Stored records:
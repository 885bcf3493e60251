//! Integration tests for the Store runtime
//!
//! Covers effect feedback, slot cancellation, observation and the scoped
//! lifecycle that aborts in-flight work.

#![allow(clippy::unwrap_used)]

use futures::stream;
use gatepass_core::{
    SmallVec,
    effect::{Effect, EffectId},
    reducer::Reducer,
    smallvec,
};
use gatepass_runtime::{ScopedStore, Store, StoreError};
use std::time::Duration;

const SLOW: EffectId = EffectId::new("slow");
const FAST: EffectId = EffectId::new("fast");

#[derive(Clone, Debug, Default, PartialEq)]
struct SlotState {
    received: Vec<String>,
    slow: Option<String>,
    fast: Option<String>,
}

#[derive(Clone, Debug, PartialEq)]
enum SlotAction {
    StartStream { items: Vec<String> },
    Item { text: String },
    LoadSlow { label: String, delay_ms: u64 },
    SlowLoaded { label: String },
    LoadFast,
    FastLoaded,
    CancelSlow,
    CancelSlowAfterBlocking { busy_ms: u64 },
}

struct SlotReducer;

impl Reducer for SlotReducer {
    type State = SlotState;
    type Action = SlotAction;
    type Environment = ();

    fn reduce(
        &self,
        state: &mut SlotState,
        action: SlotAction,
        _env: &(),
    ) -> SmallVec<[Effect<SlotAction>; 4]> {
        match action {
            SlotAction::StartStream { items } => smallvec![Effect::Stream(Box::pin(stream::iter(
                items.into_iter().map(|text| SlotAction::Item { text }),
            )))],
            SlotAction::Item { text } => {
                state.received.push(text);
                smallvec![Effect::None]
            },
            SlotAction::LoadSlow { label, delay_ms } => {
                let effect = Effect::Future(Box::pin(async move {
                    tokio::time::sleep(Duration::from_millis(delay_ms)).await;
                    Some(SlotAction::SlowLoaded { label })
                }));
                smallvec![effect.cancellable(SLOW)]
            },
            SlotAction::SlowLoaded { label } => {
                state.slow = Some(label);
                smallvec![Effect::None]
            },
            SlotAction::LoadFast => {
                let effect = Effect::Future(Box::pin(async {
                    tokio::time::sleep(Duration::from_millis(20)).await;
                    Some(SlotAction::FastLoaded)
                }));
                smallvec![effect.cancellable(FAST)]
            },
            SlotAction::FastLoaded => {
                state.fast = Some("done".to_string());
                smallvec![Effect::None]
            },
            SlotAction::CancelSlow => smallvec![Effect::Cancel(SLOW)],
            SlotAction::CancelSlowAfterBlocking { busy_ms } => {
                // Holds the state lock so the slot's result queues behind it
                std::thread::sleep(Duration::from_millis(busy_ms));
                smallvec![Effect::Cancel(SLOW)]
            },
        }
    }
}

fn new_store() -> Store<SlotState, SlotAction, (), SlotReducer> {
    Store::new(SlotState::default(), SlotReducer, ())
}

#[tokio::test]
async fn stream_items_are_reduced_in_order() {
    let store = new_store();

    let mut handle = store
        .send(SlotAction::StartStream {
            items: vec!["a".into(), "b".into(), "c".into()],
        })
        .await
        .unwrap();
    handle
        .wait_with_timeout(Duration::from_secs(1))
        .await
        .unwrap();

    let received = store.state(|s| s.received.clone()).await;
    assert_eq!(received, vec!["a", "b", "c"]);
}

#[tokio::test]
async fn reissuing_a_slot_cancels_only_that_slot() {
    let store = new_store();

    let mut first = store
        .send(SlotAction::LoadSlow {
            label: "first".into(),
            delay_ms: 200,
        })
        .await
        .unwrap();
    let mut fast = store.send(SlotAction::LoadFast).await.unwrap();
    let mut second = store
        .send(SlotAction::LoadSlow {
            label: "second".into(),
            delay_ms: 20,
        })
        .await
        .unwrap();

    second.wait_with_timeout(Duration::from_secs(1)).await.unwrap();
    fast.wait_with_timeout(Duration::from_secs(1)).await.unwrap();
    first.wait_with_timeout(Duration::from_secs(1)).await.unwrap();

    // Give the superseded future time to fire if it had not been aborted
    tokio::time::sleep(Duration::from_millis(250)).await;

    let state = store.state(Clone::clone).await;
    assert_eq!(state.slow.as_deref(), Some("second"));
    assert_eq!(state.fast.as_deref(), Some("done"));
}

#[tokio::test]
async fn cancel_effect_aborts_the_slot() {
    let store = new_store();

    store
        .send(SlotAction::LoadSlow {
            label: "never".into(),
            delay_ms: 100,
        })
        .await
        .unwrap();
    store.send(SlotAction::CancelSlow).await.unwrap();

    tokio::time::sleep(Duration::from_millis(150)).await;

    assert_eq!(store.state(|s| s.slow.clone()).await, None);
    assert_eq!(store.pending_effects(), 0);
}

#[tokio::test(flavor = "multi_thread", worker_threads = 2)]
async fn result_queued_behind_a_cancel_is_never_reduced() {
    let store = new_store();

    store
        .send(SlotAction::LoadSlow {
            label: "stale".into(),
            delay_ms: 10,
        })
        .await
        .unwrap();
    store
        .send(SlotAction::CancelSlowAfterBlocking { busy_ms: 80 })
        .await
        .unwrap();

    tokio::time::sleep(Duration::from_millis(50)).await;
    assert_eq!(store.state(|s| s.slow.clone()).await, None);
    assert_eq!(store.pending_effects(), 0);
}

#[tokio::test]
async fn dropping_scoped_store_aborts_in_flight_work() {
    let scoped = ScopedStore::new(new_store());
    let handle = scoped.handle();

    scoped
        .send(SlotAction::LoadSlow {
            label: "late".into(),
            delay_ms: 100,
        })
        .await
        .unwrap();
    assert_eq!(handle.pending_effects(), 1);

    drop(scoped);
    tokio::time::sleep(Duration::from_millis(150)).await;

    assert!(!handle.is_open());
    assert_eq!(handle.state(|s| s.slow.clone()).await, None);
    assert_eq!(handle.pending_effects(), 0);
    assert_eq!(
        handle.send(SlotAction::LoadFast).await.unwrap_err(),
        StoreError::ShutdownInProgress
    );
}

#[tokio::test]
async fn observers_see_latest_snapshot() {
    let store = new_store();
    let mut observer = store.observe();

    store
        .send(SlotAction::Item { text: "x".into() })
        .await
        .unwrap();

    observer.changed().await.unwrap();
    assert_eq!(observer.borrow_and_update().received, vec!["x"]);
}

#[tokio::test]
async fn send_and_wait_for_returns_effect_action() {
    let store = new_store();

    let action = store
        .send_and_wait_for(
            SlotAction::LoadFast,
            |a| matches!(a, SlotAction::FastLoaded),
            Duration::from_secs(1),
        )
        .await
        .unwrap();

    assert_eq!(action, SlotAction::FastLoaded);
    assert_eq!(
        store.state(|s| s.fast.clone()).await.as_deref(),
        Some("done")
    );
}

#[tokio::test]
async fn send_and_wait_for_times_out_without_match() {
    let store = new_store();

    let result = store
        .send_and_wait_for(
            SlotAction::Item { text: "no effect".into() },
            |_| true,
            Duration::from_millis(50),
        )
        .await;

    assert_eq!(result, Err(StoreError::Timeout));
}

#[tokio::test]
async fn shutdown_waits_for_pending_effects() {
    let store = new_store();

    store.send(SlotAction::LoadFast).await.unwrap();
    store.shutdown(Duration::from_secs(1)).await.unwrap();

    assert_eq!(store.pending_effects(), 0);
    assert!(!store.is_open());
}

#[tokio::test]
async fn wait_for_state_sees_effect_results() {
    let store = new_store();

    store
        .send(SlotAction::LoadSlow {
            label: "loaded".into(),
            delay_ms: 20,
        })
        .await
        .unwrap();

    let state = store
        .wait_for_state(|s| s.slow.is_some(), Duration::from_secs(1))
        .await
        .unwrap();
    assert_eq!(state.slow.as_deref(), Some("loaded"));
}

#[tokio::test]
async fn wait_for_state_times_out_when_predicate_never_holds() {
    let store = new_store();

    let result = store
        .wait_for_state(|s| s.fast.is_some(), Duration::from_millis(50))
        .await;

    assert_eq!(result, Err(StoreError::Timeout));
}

__TASK DESCRIPTION__: The answer should consist solely of the lines from the first line above through the one with "use futures::stream;", both included, repeated exactly.

__TASK SOLUTION__:
repository 885bcf3493e60251
//! Integration tests for the Store runtime
//!
//! Covers effect feedback, slot cancellation, observation and the scoped
//! lifecycle that aborts in-flight work.

#![allow(clippy::unwrap_used)]

use futures::stream;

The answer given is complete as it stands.